YOUR GOAL: All lines in the material with the string "AuthOutcome" should be listed.

SUPPLIED DATA:
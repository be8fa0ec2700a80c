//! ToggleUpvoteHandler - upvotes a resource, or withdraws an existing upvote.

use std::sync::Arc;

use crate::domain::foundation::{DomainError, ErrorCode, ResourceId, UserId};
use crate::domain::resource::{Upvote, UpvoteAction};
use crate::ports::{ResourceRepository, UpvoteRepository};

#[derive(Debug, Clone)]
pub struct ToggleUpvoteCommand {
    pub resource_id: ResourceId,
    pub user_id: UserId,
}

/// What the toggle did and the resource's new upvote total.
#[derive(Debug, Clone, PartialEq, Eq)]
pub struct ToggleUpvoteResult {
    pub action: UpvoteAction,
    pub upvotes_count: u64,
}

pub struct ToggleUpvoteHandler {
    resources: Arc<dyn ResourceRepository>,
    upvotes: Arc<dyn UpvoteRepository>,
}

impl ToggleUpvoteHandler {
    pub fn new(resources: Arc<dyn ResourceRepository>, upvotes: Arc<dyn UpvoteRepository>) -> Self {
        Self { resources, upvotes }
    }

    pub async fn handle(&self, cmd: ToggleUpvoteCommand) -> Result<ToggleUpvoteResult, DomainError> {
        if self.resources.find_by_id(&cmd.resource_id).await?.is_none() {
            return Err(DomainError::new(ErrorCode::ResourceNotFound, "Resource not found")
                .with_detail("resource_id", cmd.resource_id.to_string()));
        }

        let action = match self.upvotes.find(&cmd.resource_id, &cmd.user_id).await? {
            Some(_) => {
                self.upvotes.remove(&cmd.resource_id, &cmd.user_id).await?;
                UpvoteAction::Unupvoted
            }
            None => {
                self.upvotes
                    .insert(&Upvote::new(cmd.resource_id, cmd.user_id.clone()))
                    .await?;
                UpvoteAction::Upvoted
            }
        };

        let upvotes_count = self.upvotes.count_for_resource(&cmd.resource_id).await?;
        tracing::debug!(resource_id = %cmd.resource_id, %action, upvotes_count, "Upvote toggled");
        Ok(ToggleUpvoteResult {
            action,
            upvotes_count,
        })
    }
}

* * *

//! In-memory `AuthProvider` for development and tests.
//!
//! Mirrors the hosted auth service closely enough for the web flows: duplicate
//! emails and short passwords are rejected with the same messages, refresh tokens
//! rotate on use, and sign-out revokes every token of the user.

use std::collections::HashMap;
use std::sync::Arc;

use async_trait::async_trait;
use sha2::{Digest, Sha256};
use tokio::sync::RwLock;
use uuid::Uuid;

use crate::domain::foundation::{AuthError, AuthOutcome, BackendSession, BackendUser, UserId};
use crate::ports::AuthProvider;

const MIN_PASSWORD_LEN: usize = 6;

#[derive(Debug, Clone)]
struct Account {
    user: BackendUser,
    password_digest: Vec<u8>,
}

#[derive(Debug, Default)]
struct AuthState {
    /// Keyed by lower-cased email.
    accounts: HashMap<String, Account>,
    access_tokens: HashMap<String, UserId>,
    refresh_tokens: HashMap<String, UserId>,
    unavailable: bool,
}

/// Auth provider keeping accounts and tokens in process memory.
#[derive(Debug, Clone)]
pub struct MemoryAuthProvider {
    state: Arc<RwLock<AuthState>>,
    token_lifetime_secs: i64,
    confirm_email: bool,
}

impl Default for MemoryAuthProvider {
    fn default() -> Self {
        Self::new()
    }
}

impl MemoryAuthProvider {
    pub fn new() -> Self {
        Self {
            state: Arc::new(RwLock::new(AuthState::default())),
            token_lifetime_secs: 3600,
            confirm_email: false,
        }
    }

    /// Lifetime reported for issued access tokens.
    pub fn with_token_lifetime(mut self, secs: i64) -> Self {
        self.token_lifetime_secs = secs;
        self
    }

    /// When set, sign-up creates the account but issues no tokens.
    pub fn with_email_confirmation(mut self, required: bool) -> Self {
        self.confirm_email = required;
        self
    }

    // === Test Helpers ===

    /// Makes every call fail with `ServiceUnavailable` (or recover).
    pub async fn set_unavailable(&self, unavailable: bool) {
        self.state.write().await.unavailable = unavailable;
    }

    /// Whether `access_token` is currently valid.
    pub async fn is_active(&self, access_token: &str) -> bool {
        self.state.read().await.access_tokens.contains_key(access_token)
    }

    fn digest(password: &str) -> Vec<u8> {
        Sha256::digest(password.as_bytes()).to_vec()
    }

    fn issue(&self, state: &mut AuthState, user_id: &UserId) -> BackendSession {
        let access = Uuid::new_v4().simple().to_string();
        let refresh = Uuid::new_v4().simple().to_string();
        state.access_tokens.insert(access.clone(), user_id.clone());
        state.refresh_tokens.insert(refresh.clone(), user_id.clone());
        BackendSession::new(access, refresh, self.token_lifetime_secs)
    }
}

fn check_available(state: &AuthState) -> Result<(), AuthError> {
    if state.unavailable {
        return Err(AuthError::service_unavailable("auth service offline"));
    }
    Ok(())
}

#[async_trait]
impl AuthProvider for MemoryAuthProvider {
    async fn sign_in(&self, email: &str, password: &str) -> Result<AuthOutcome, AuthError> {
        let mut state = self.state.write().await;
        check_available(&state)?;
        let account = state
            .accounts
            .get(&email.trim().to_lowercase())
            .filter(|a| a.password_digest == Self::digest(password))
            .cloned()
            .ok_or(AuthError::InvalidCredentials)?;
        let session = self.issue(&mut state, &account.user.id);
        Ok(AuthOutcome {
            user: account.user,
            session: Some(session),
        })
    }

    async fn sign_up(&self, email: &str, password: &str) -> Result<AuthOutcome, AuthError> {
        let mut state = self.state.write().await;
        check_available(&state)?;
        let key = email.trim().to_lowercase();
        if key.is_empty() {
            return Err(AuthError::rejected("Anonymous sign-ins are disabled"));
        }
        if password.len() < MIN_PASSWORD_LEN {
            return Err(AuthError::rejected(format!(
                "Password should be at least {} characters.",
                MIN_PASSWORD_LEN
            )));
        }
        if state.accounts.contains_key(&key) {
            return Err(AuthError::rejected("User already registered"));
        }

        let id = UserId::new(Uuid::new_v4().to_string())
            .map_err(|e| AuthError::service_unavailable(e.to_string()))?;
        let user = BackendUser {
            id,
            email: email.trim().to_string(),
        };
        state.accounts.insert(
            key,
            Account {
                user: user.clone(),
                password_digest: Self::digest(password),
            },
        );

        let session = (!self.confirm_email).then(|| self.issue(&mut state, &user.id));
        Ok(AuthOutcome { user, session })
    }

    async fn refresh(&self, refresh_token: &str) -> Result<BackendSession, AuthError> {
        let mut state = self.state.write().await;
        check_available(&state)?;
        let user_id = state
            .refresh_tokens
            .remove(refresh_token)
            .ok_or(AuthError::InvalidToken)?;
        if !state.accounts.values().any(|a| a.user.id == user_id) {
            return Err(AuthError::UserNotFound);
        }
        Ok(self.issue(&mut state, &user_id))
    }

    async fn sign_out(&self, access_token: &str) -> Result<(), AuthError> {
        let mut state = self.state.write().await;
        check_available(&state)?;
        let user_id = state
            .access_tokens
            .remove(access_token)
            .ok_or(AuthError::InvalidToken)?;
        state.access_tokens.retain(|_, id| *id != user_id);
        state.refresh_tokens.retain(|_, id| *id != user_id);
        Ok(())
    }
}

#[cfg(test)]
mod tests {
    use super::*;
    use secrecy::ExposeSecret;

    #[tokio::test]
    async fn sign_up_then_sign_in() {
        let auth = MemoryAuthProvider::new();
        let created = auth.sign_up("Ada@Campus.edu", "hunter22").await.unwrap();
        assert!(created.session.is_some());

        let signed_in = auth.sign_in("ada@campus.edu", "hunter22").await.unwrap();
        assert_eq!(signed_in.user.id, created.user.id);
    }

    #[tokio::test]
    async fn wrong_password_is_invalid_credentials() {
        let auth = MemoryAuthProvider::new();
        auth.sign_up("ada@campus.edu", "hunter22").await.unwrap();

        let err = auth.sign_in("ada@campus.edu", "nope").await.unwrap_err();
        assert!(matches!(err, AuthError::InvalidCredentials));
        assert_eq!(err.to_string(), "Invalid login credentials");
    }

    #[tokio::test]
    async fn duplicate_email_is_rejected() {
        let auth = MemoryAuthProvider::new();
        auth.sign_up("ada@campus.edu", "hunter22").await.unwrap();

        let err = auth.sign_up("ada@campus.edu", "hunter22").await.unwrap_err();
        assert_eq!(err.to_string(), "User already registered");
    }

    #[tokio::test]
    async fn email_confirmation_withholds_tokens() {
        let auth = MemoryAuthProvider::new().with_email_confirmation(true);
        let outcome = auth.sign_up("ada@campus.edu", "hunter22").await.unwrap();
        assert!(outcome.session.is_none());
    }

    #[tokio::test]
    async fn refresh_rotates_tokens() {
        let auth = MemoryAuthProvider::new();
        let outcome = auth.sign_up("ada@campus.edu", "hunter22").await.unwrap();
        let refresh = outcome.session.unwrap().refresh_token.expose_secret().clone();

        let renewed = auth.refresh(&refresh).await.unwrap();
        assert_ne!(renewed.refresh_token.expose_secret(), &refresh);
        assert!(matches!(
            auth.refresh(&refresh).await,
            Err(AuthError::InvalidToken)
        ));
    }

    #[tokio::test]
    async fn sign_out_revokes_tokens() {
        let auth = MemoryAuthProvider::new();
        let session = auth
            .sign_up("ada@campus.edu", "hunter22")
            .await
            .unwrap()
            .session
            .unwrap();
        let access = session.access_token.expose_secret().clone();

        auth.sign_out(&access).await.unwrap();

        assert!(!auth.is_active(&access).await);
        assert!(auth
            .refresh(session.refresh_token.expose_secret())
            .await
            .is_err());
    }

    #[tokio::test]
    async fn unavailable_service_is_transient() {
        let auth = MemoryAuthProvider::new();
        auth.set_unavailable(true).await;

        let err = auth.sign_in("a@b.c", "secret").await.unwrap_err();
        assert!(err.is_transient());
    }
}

RESULT OF THE TASK:
use crate::domain::foundation::{AuthError, AuthOutcome, BackendSession, BackendUser, UserId};
    async fn sign_in(&self, email: &str, password: &str) -> Result<AuthOutcome, AuthError> {
        Ok(AuthOutcome {
    async fn sign_up(&self, email: &str, password: &str) -> Result<AuthOutcome, AuthError> {
        Ok(AuthOutcome { user, session })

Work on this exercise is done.